# End of the line for Sugar (Hard) Maple tree, need milling suggestions



## EightOhMike (Apr 23, 2014)

Hi Folks-

A few minutes searching didn't yield specific results, so I thought I'd ask for suggestions. I have an old maple tree in a front yard in Richmond, VA, that must come down. The term the arborist used is "declining". I thought and he confirmed that it's a sugar maple, and claims that his company just grinds the stuff up after felling. For a couple of reasons, I can't bear the thought of that and would rather turn it into lumber for my own projects and to sell to recoup some of the cost of its removal.
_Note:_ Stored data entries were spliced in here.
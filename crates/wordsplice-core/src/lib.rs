//! Word splicing engine.
//!
//! Given a set of input words, discovers every dictionary word that can be
//! assembled from a prefix of one word, an interior substring of a second
//! and a suffix of a third, across all choices of three words and all six
//! role assignments per choice.
//!
//! # Architecture
//!
//! - [`segments`] -- prefix / suffix / distinct-substring enumerators
//! - [`candidates`] -- candidate assembly and the run-wide seen-set
//! - [`search`] -- triple selection, role permutation, dictionary filter
//! - [`dictionary`] -- normalized exact-match word set
//!
//! The engine is pure: one call to [`find_valid_words`] is a synchronous
//! computation over its arguments, with no I/O and no state outliving the
//! call. The [`Dictionary`] is built once and only read afterwards, so it
//! can be shared freely between concurrent callers.

pub mod candidates;
pub mod dictionary;
pub mod search;
pub mod segments;

pub use dictionary::{Dictionary, DictionaryError};
pub use search::{find_valid_words, generate_candidates};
The main trunk diameter is about 48", maybe a bit less, and exceeds the maximum of 30" that a guy with a portable sawmill in the area can handle. The main branches that extend from the trunk are within that, though, and I figure I can have them plain-sawn to about 5/4 and get some useful stuff, if in fact the wood is in useful shape. I might have a few slabs cut thicker for potential butcher block/countertop use.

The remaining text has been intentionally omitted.